Starting with baking, the one and only place to begin.  
What is this alchemy, that I should have a cupcake order AND a wedding cake due the very same day? 
Well, that was Friday, for starters.  




Sometimes I feel a little awkward delivering wedding cakes, intruding on a family's celebration that I wasn't exactly invited to and didn't really dress for.  This time was definitely no exception, but it was also simultaneously really sweet.  There weren't any specific flowers left for me to put on the cake, so some of the grandmas offered me mason jar centerpieces and gave me free reign on any of the flowers therein.
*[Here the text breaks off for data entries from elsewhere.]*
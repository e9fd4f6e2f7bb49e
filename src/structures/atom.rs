/*!
(The internal representation of) an atom (aka. a 'variable').

Each atom is a u32 *u* such that either *u* is 0, or *u - 1* is an atom.
So, the atoms of a context are always some contiguous range [0..*m*), and atoms may be used directly as indicies into the structures of a context.

Atom `0` is reserved.
It is valued true when a context is created, and serves as the atom of both [Lit::TRUE](crate::structures::literal::Lit::TRUE) and [Lit::FALSE](crate::structures::literal::Lit::FALSE).

```rust
# use burrow_sat::structures::atom::{Atom, TOP_ATOM};
let atoms = (0..8).collect::<Vec<Atom>>();
assert_eq!(atoms[TOP_ATOM as usize], 0);
```

Atoms are never reused within a context.
*/

/// An atom, aka. a 'variable'.
pub type Atom = u32;

/// The atom `0` is fixed internally with a value of true.
pub const TOP_ATOM: Atom = 0;

/// The maximum instance of an atom.
///
/// Bounded below [Atom::MAX] so a count of atoms always fits in an atom.
pub const ATOM_MAX: Atom = Atom::MAX - 1;
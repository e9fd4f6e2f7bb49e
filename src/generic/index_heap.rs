/*!
A max heap on some subset of elements with fixed indicies.

The heap is backed by a vector of values, one for each index, together with a companion vector tracking the position (if any) of each index on the heap.
The backing vector stays constant, so the structure acts as a store of values where any index may be *activated* (moved onto the heap) or removed from the heap without loss of its value.

[IndexHeap] is used as a store of atom activity, where every atom without a value should be active, and as a store of the activity of learnt clauses.

```rust
# use burrow_sat::generic::index_heap::IndexHeap;
let mut heap = IndexHeap::default();

heap.add(600, 10);
heap.add(0, 70);

heap.activate(600);
heap.activate(0);

assert_eq!(heap.count(), 601);
assert_eq!(heap.value_at(5), &i32::default());

assert_eq!(heap.pop_max(), Some(0));
assert_eq!(heap.pop_max(), Some(600));
assert!(heap.pop_max().is_none());
```
*/

/// The index heap struct.
pub struct IndexHeap<V: PartialOrd + Default> {
    /// The value of each index, regardless of whether the index is active.
    values: Vec<V>,

    /// The position of each index on the heap, if active.
    position: Vec<Option<usize>>,

    /// The heap of active indicies.
    heap: Vec<usize>,
}

impl<V: PartialOrd + Default> Default for IndexHeap<V> {
    fn default() -> Self {
        IndexHeap {
            values: Vec::default(),
            position: Vec::default(),
            heap: Vec::default(),
        }
    }
}

impl<V: PartialOrd + Default> IndexHeap<V> {
    /// Stores `value` at `index`, growing the store if required.
    /// Returns true if `index` was fresh, false otherwise.
    ///
    /// The index is not activated, though if the index is already active the heap is revised.
    pub fn add(&mut self, index: usize, value: V) -> bool {
        let fresh = self.values.len() <= index;
        if fresh {
            self.values.resize_with(index + 1, V::default);
            self.position.resize(index + 1, None);
        }
        self.values[index] = value;
        if !fresh {
            self.heapify_if_active(index);
        }
        fresh
    }

    /// Removes `index` from the heap, if active.
    /// Returns true if `index` was removed, false otherwise.
    pub fn remove(&mut self, index: usize) -> bool {
        let Some(heap_index) = self.position.get(index).copied().flatten() else {
            return false;
        };

        let last = self.heap.len() - 1;
        self.swap(heap_index, last);
        self.heap.pop();
        self.position[index] = None;

        if heap_index < self.heap.len() {
            self.sift_down(heap_index);
            self.sift_up(heap_index);
        }
        true
    }

    /// Activates `index` on the heap.
    /// Returns true if the index was not already active, false otherwise.
    ///
    /// Panics if `index` has not been [added](IndexHeap::add).
    pub fn activate(&mut self, index: usize) -> bool {
        match self.position[index] {
            None => {
                self.heap.push(index);
                let heap_index = self.heap.len() - 1;
                self.position[index] = Some(heap_index);
                self.sift_up(heap_index);
                true
            }
            Some(heap_index) => {
                self.sift_up(heap_index);
                self.sift_down(heap_index);
                false
            }
        }
    }

    /// Whether `index` is on the heap.
    pub fn is_active(&self, index: usize) -> bool {
        self.position.get(index).is_some_and(|p| p.is_some())
    }

    /// Restores the heap property around `index`, if active.
    pub fn heapify_if_active(&mut self, index: usize) {
        if let Some(heap_index) = self.position.get(index).copied().flatten() {
            self.sift_up(heap_index);
            self.sift_down(heap_index);
        }
    }

    /// The active index with the maximum value, if some index is active.
    pub fn peek_max(&self) -> Option<usize> {
        self.heap.first().copied()
    }

    /// Removes and returns the active index with the maximum value, if some index is active.
    pub fn pop_max(&mut self) -> Option<usize> {
        let max = self.peek_max()?;
        self.remove(max);
        Some(max)
    }

    /// Rebuilds the heap, e.g. after values have been revised through [apply_to_all](IndexHeap::apply_to_all).
    pub fn heapify(&mut self) {
        for heap_index in (0..self.heap.len() / 2).rev() {
            self.sift_down(heap_index)
        }
    }

    /// The value stored at `index`.
    ///
    /// Panics if `index` has not been [added](IndexHeap::add).
    pub fn value_at(&self, index: usize) -> &V {
        &self.values[index]
    }

    /// Sets the value at `index` to `value`, without revising the heap.
    pub fn revalue(&mut self, index: usize, value: V) {
        self.values[index] = value
    }

    /// Applies `f` to every stored value, without revising the heap.
    pub fn apply_to_all(&mut self, f: impl Fn(&V) -> V) {
        for value in self.values.iter_mut() {
            *value = f(value)
        }
    }

    /// A count of indicies stored by the structure.
    pub fn count(&self) -> usize {
        self.values.len()
    }

    /// A count of active indicies.
    pub fn active_count(&self) -> usize {
        self.heap.len()
    }

    /// True if no index is stored, false otherwise.
    pub fn is_empty(&self) -> bool {
        self.values.is_empty()
    }
}

impl<V: PartialOrd + Default> IndexHeap<V> {
    fn swap(&mut self, a: usize, b: usize) {
        self.heap.swap(a, b);
        self.position[self.heap[a]] = Some(a);
        self.position[self.heap[b]] = Some(b);
    }

    fn greater(&self, a: usize, b: usize) -> bool {
        self.values[self.heap[a]] > self.values[self.heap[b]]
    }

    fn sift_up(&mut self, mut heap_index: usize) {
        while heap_index > 0 {
            let parent = (heap_index - 1) / 2;
            if self.greater(heap_index, parent) {
                self.swap(heap_index, parent);
                heap_index = parent;
            } else {
                break;
            }
        }
    }

    fn sift_down(&mut self, mut heap_index: usize) {
        loop {
            let left = (2 * heap_index) + 1;
            let right = left + 1;
            let mut largest = heap_index;

            if left < self.heap.len() && self.greater(left, largest) {
                largest = left;
            }
            if right < self.heap.len() && self.greater(right, largest) {
                largest = right;
            }

            if largest == heap_index {
                break;
            }
            self.swap(heap_index, largest);
            heap_index = largest;
        }
    }
}

#[cfg(test)]
mod tests {
    use super::*;

    #[test]
    fn heap_simple() {
        let mut test_heap = IndexHeap::default();
        for (index, value) in [(6, 10), (5, 20), (4, 30), (1, 60), (0, 70)] {
            test_heap.add(index, value);
            test_heap.activate(index);
        }

        assert_eq!(test_heap.pop_max(), Some(0));
        assert_eq!(test_heap.pop_max(), Some(1));
        assert_eq!(test_heap.pop_max(), Some(4));
        assert_eq!(test_heap.pop_max(), Some(5));
        assert_eq!(test_heap.pop_max(), Some(6));
        assert!(test_heap.pop_max().is_none());
    }

    #[test]
    fn heap_rescale() {
        let mut test_heap = IndexHeap::default();
        for (index, value) in [(6, 10.0), (4, 30.0), (1, 60.0), (0, 70.0)] {
            test_heap.add(index, value);
            test_heap.activate(index);
        }

        test_heap.apply_to_all(|v| 100.0 - v);
        test_heap.heapify();

        assert_eq!(test_heap.pop_max(), Some(6));
        assert_eq!(test_heap.pop_max(), Some(4));
        assert_eq!(test_heap.pop_max(), Some(1));
        assert_eq!(test_heap.pop_max(), Some(0));
    }

    #[test]
    fn heap_remove() {
        let mut test_heap = IndexHeap::default();
        for index in [6, 5, 4, 1, 0] {
            test_heap.add(index, index as i32);
            test_heap.activate(index);
        }

        assert!(test_heap.remove(4));
        assert!(!test_heap.remove(4));
        assert!(test_heap.remove(6));
        assert!(!test_heap.add(4, 10));
        assert!(!test_heap.is_active(4));
        assert!(test_heap.activate(4));
        assert!(!test_heap.activate(4));

        assert_eq!(test_heap.pop_max(), Some(4));
        assert_eq!(test_heap.pop_max(), Some(5));
        assert_eq!(test_heap.pop_max(), Some(1));
        assert_eq!(test_heap.pop_max(), Some(0));
        assert_eq!(test_heap.active_count(), 0);
    }

    #[test]
    fn heap_revalue_active() {
        let mut test_heap = IndexHeap::default();
        for index in 0..8 {
            test_heap.add(index, index as i32);
            test_heap.activate(index);
        }

        test_heap.revalue(2, 50);
        test_heap.heapify_if_active(2);
        assert_eq!(test_heap.peek_max(), Some(2));

        while test_heap.pop_max().is_some() {}
        assert_eq!(test_heap.active_count(), 0);
        assert_eq!(test_heap.value_at(2), &50);
    }
}
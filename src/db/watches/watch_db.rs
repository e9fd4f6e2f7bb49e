//! The watch lists of a single atom.

use crate::{db::ClauseKey, structures::literal::CLiteral};

/// A binary clause watching some literal, together with the other literal of the clause.
///
/// As the other literal is stored with the watch, propagation of a binary clause never requires access to the clause database.
#[derive(Clone, Copy, Debug, PartialEq, Eq)]
pub struct BinaryWatch {
    pub other: CLiteral,
    pub key: ClauseKey,
}

/// Watch lists of an atom, split by polarity of the watched literal and length of the watching clause.
#[derive(Default)]
pub struct WatchDB {
    pub positive_binary: Vec<BinaryWatch>,
    pub negative_binary: Vec<BinaryWatch>,
    pub positive_long: Vec<ClauseKey>,
    pub negative_long: Vec<ClauseKey>,
}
Both the bride and the groom came over to me separately and thanked me for the cake.  Somebody's niece asked if she could help me put the topper on the cake. The groomsman who had made the topper stood by and asked my professional opinion on the tulle.   People were friendly and welcoming and hopped up on love and barbecue sauce, and it was something I was honored to be a part of.  
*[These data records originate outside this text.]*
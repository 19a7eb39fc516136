//! Error types for the point ledger
//!
//! This module defines all error types that can occur while mutating or reading
//! balances. Errors carry structured fields plus a human-readable message so an
//! adapter layer can map them to its own status codes.
//!
//! # Error Categories
//!
//! - **Validation Errors**: Invalid amount, limit exceeded, insufficient balance.
//!   Deterministic, never retried, and never leave a side effect.
//! - **Store Errors**: A balance or history collaborator failed. Propagated unchanged.
//! - **Timeout**: The per-user lock could not be acquired within the configured bound.

use super::balance::{Points, UserId, MAX_AMOUNT};
use super::history::TransactionKind;
use std::time::Duration;
use thiserror::Error;

/// Failure reported by a storage collaborator
#[derive(Debug, Clone, PartialEq, Eq, Error)]
pub enum StoreError {
    /// The store could not serve the request
    #[error("{store} store unavailable: {message}")]
    Unavailable {
        /// Which store failed ("balance" or "history")
        store: String,
        /// Description of the underlying cause
        message: String,
    },
}

impl StoreError {
    /// Create an Unavailable error
    pub fn unavailable(store: &str, message: impl Into<String>) -> Self {
        StoreError::Unavailable {
            store: store.to_string(),
            message: message.into(),
        }
    }
}

/// Stable classification of a LedgerError
#[derive(Debug, Clone, Copy, PartialEq, Eq, Hash)]
pub enum ErrorKind {
    InvalidAmount,
    LimitExceeded,
    InsufficientBalance,
    StoreUnavailable,
    Timeout,
}

/// Main error type for the ledger
#[derive(Debug, Clone, PartialEq, Eq, Error)]
pub enum LedgerError {
    /// Requested amount is zero or negative
    #[error("Invalid {kind} amount {amount} for user {user}: amount must be positive")]
    InvalidAmount {
        /// Operation that was requested
        kind: TransactionKind,
        /// User ID
        user: UserId,
        /// The rejected amount
        amount: Points,
    },

    /// Charge would push the balance above the maximum
    #[error("Charging {requested} to user {user} would exceed the limit of {limit} (current balance {current})")]
    LimitExceeded {
        /// User ID
        user: UserId,
        /// Balance before the charge
        current: Points,
        /// Requested charge amount
        requested: Points,
        /// Maximum balance
        limit: Points,
    },

    /// Use amount is larger than the current balance
    #[error("Insufficient balance for user {user}: available {available}, requested {requested}")]
    InsufficientBalance {
        /// User ID
        user: UserId,
        /// Current balance
        available: Points,
        /// Requested use amount
        requested: Points,
    },

    /// A storage collaborator failed
    #[error("Store unavailable: {0}")]
    StoreUnavailable(#[from] StoreError),

    /// The per-user lock was not acquired in time
    #[error("Timed out after {waited_ms}ms waiting for the lock of user {user}")]
    Timeout {
        /// User ID
        user: UserId,
        /// Configured wait bound in milliseconds
        waited_ms: u64,
    },
}

// Helper functions for creating common errors

impl LedgerError {
    /// Create an InvalidAmount error
    pub fn invalid_amount(kind: TransactionKind, user: UserId, amount: Points) -> Self {
        LedgerError::InvalidAmount { kind, user, amount }
    }

    /// Create a LimitExceeded error against `MAX_AMOUNT`
    pub fn limit_exceeded(user: UserId, current: Points, requested: Points) -> Self {
        LedgerError::LimitExceeded {
            user,
            current,
            requested,
            limit: MAX_AMOUNT,
        }
    }

    /// Create an InsufficientBalance error
    pub fn insufficient_balance(user: UserId, available: Points, requested: Points) -> Self {
        LedgerError::InsufficientBalance {
            user,
            available,
            requested,
        }
    }

    /// Create a Timeout error
    pub fn timeout(user: UserId, waited: Duration) -> Self {
        LedgerError::Timeout {
            user,
            waited_ms: u64::try_from(waited.as_millis()).unwrap_or(u64::MAX),
        }
    }

    /// Classification for adapters
    pub fn kind(&self) -> ErrorKind {
        match self {
            LedgerError::InvalidAmount { .. } => ErrorKind::InvalidAmount,
            LedgerError::LimitExceeded { .. } => ErrorKind::LimitExceeded,
            LedgerError::InsufficientBalance { .. } => ErrorKind::InsufficientBalance,
            LedgerError::StoreUnavailable(_) => ErrorKind::StoreUnavailable,
            LedgerError::Timeout { .. } => ErrorKind::Timeout,
        }
    }

    /// True for expected user-input errors (as opposed to infrastructure failures)
    pub fn is_validation(&self) -> bool {
        matches!(
            self.kind(),
            ErrorKind::InvalidAmount | ErrorKind::LimitExceeded | ErrorKind::InsufficientBalance
        )
    }
}
//! Synchronous CSV reader with iterator interface
//!
//! Provides a streaming iterator over operation records from a CSV file.
//! Delegates CSV format concerns to the csv_format module.
//!
//! # Iterator Interface
//!
//! SyncReader implements the Iterator trait, yielding
//! `Result<OperationRecord, String>` for each CSV row:
//!
//! ```no_run
//! use point_ledger::io::sync_reader::SyncReader;
//! use std::path::Path;
//!
//! let reader = SyncReader::new(Path::new("operations.csv")).unwrap();
//! for result in reader {
//!     match result {
//!         Ok(record) => println!("Applying operation: {:?}", record),
//!         Err(e) => eprintln!("Error: {}", e),
//!     }
//! }
//! ```
//!
//! # Error Handling
//!
//! - Fatal errors (file not found, I/O errors) are returned from `new()`
//! - Individual record parsing errors are yielded as Err variants in the iterator
//! - Line numbers are included in error messages for debugging

use crate::io::csv_format::{convert_csv_record, CsvRecord};
use crate::types::OperationRecord;
use csv::{DeserializeRecordsIntoIter, ReaderBuilder, Trim};
use std::fs::File;
use std::path::Path;

/// Synchronous CSV reader
///
/// Reads one row at a time; memory use does not grow with file size.
pub struct SyncReader {
    records: DeserializeRecordsIntoIter<File, CsvRecord>,
    line_num: usize,
}

impl SyncReader {
    /// Open `path` for streaming iteration
    ///
    /// The CSV reader trims whitespace from all fields and allows flexible
    /// field counts (a trailing amount may be missing).
    ///
    /// # Returns
    ///
    /// * `Ok(SyncReader)` if file opened successfully
    /// * `Err(String)` if file could not be opened
    pub fn new(path: &Path) -> Result<Self, String> {
        let file = File::open(path)
            .map_err(|e| format!("Failed to open file '{}': {}", path.display(), e))?;

        let reader = ReaderBuilder::new()
            .trim(Trim::All)
            .flexible(true)
            .buffer_capacity(8 * 1024)
            .from_reader(file);

        Ok(Self {
            records: reader.into_deserialize(),
            line_num: 1,
        })
    }
}

impl Iterator for SyncReader {
    type Item = Result<OperationRecord, String>;

    /// Get the next operation record
    ///
    /// # Returns
    ///
    /// * `Some(Ok(OperationRecord))` - Successfully parsed record
    /// * `Some(Err(String))` - Parse or conversion error with line number
    /// * `None` - End of file reached
    fn next(&mut self) -> Option<Self::Item> {
        let next = self.records.next()?;
        // Line 1 is the header
        self.line_num += 1;

        match next {
            Ok(csv_record) => Some(
                convert_csv_record(csv_record).map_err(|e| format!("Line {}: {}", self.line_num, e)),
            ),
            Err(e) => Some(Err(format!(
                "Line {}: CSV parse error: {}",
                self.line_num, e
            ))),
        }
    }
}
//! Core business logic module
//!
//! This module contains the mutation engine and its collaborators:
//! - `traits` - Storage collaborator traits
//! - `lock_registry` - Per-key FIFO lock registry
//! - `ledger` - Per-user serialized charge/use orchestration
//! - `balance_store` - In-memory balance store
//! - `history_store` - In-memory append-only history store
//! - `batch_processor` - User-partitioned parallel batch application

pub mod balance_store;
pub mod batch_processor;
pub mod history_store;
pub mod ledger;
pub mod lock_registry;
pub mod traits;

pub use balance_store::InMemoryBalanceStore;
pub use batch_processor::{BatchProcessor, ProcessingResult};
pub use history_store::InMemoryHistoryStore;
pub use ledger::{InMemoryLedger, Ledger, LedgerConfig};
pub use lock_registry::KeyLockRegistry;
pub use traits::{BalanceStore, HistoryStore};
//! Concurrency-safe point ledger
//!
//! This module provides the `Ledger`, which serializes balance mutations per
//! user while letting different users proceed fully in parallel.
//!
//! # Architecture
//!
//! ```text
//! Ledger
//!     ├── Arc<B: BalanceStore>     (current balance per user)
//!     ├── Arc<H: HistoryStore>     (append-only mutation history)
//!     └── KeyLockRegistry<UserId>  (one FIFO mutex per user)
//! ```
//!
//! # Mutation Protocol
//!
//! Every charge or use runs the same critical section under the user's lock:
//!
//! 1. Read the current balance
//! 2. Validate and compute the new snapshot (pure, may fail)
//! 3. Persist the new balance
//! 4. Append the history entry with the exact requested amount
//!
//! A validation failure returns before step 3, so it leaves no trace. The
//! lock is released only after step 4, so any completed mutation is fully
//! visible to readers, never half-visible.
//!
//! Store failures are returned as-is and never retried: replaying a
//! half-committed balance write plus history append without an idempotency
//! token could duplicate history entries.
//!
//! Reads (`get_balance`, `get_history`) never take the lock.

use std::sync::Arc;
use std::time::Duration;

use tokio::sync::{Mutex, MutexGuard};
use tracing::{debug, warn};

use super::balance_store::InMemoryBalanceStore;
use super::history_store::InMemoryHistoryStore;
use super::lock_registry::KeyLockRegistry;
use super::traits::{BalanceStore, HistoryStore};
use crate::types::{
    now_millis, Balance, HistoryEntry, LedgerError, Points, StoreError, TransactionKind, UserId,
};

/// Ledger configuration
#[derive(Debug, Clone, Default, PartialEq, Eq)]
pub struct LedgerConfig {
    /// Upper bound on waiting for a user's lock
    ///
    /// `None` waits indefinitely. A timed-out mutation fails with
    /// `LedgerError::Timeout` before reading or writing anything.
    pub lock_timeout: Option<Duration>,
}

impl LedgerConfig {
    /// Set the lock wait bound
    pub fn with_lock_timeout(mut self, timeout: Duration) -> Self {
        self.lock_timeout = Some(timeout);
        self
    }
}

/// Ledger backed by the in-memory stores
pub type InMemoryLedger = Ledger<InMemoryBalanceStore, InMemoryHistoryStore>;

/// Per-user serialized balance ledger
///
/// Safe to share across tasks and threads behind an `Arc`.
#[derive(Debug)]
pub struct Ledger<B, H> {
    balances: Arc<B>,
    history: Arc<H>,
    locks: KeyLockRegistry<UserId>,
    config: LedgerConfig,
}

impl InMemoryLedger {
    /// Create a ledger over fresh in-memory stores
    pub fn in_memory(config: LedgerConfig) -> Self {
        Ledger::with_config(
            Arc::new(InMemoryBalanceStore::new()),
            Arc::new(InMemoryHistoryStore::new()),
            config,
        )
    }
}

impl<B, H> Ledger<B, H>
where
    B: BalanceStore,
    H: HistoryStore,
{
    /// Create a ledger with the default configuration
    pub fn new(balances: Arc<B>, history: Arc<H>) -> Self {
        Self::with_config(balances, history, LedgerConfig::default())
    }

    /// Create a ledger with an explicit configuration
    pub fn with_config(balances: Arc<B>, history: Arc<H>, config: LedgerConfig) -> Self {
        Self {
            balances,
            history,
            locks: KeyLockRegistry::new(),
            config,
        }
    }

    /// Current balance for `user`
    ///
    /// Does not wait for in-flight mutations. Callers that need the value
    /// produced by their own mutation should use the return value of
    /// `charge`/`use_points` instead.
    pub async fn get_balance(&self, user: UserId) -> Result<Balance, LedgerError> {
        Ok(self.balances.find(user).await?)
    }

    /// History of `user`, oldest first
    pub async fn get_history(&self, user: UserId) -> Result<Vec<HistoryEntry>, LedgerError> {
        Ok(self.history.find_all(user).await?)
    }

    /// Credit `amount` points to `user`
    ///
    /// # Returns
    ///
    /// * `Ok(Balance)` - The persisted balance after the charge
    /// * `Err(LedgerError::InvalidAmount)` - If `amount <= 0`
    /// * `Err(LedgerError::LimitExceeded)` - If the result would exceed `MAX_AMOUNT`
    /// * `Err(LedgerError::StoreUnavailable)` - If a store call failed
    /// * `Err(LedgerError::Timeout)` - If the lock wait bound elapsed
    pub async fn charge(&self, user: UserId, amount: Points) -> Result<Balance, LedgerError> {
        self.apply(user, TransactionKind::Charge, amount).await
    }

    /// Debit `amount` points from `user`
    ///
    /// # Returns
    ///
    /// * `Ok(Balance)` - The persisted balance after the use
    /// * `Err(LedgerError::InvalidAmount)` - If `amount <= 0`
    /// * `Err(LedgerError::InsufficientBalance)` - If `amount` exceeds the balance
    /// * `Err(LedgerError::StoreUnavailable)` - If a store call failed
    /// * `Err(LedgerError::Timeout)` - If the lock wait bound elapsed
    pub async fn use_points(&self, user: UserId, amount: Points) -> Result<Balance, LedgerError> {
        self.apply(user, TransactionKind::Use, amount).await
    }

    /// Run one mutation of the given kind under the user's lock
    pub async fn apply(
        &self,
        user: UserId,
        kind: TransactionKind,
        amount: Points,
    ) -> Result<Balance, LedgerError> {
        let lock = self.locks.lock_for(&user);
        let _guard = self.acquire(user, &lock).await?;

        let current = self
            .balances
            .find(user)
            .await
            .map_err(|e| store_failure(user, kind, e))?;

        let next = match current.apply(kind, amount) {
            Ok(next) => next,
            Err(e) => {
                debug!(user, %kind, amount, error = %e, "mutation rejected");
                return Err(e);
            }
        };

        let saved = self
            .balances
            .save(user, next.amount)
            .await
            .map_err(|e| store_failure(user, kind, e))?;

        let entry = self
            .history
            .append(user, amount, kind, now_millis())
            .await
            .map_err(|e| store_failure(user, kind, e))?;

        debug!(
            user,
            %kind,
            amount,
            balance = saved.amount,
            history_id = entry.id,
            "mutation committed"
        );
        Ok(saved)
    }

    /// Number of users that have had a mutation attempted
    pub fn tracked_users(&self) -> usize {
        self.locks.len()
    }

    async fn acquire<'a>(
        &self,
        user: UserId,
        lock: &'a Mutex<()>,
    ) -> Result<MutexGuard<'a, ()>, LedgerError> {
        match self.config.lock_timeout {
            None => Ok(lock.lock().await),
            Some(limit) => tokio::time::timeout(limit, lock.lock())
                .await
                .map_err(|_| {
                    let err = LedgerError::timeout(user, limit);
                    warn!(user, error = %err, "lock wait timed out");
                    err
                }),
        }
    }
}

fn store_failure(user: UserId, kind: TransactionKind, error: StoreError) -> LedgerError {
    warn!(user, %kind, error = %error, "store call failed during mutation");
    LedgerError::StoreUnavailable(error)
}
Saturday morning, our school met up at a local habitat preservation park for a cute little hike that turned out to be more of a stroll.  I'd helped plan it, and then I'd bought $92 worth of hot chocolate to hand out to everyone afterwards, so I didn't mind going, even if it was early on a weekend morning.  The weather was cool and breezy, and though the desert wildlife was a little...scrubbier...than I was expecting, it was refreshing and simple and wholesome all the same.  

Also that afternoon, some girls I used to visit-teach invited me to go with them to the temple.  It was my first experience going through the Mesa temple, and I was so grateful to these spiritual sisters who helped me feel peaceful and at ease in what is still new and unfamiliar territory.  They can't see me right now (and, well, neither can you), but I just did a double chest-pound and flashed a peace sign at them.  
They'll know what it means.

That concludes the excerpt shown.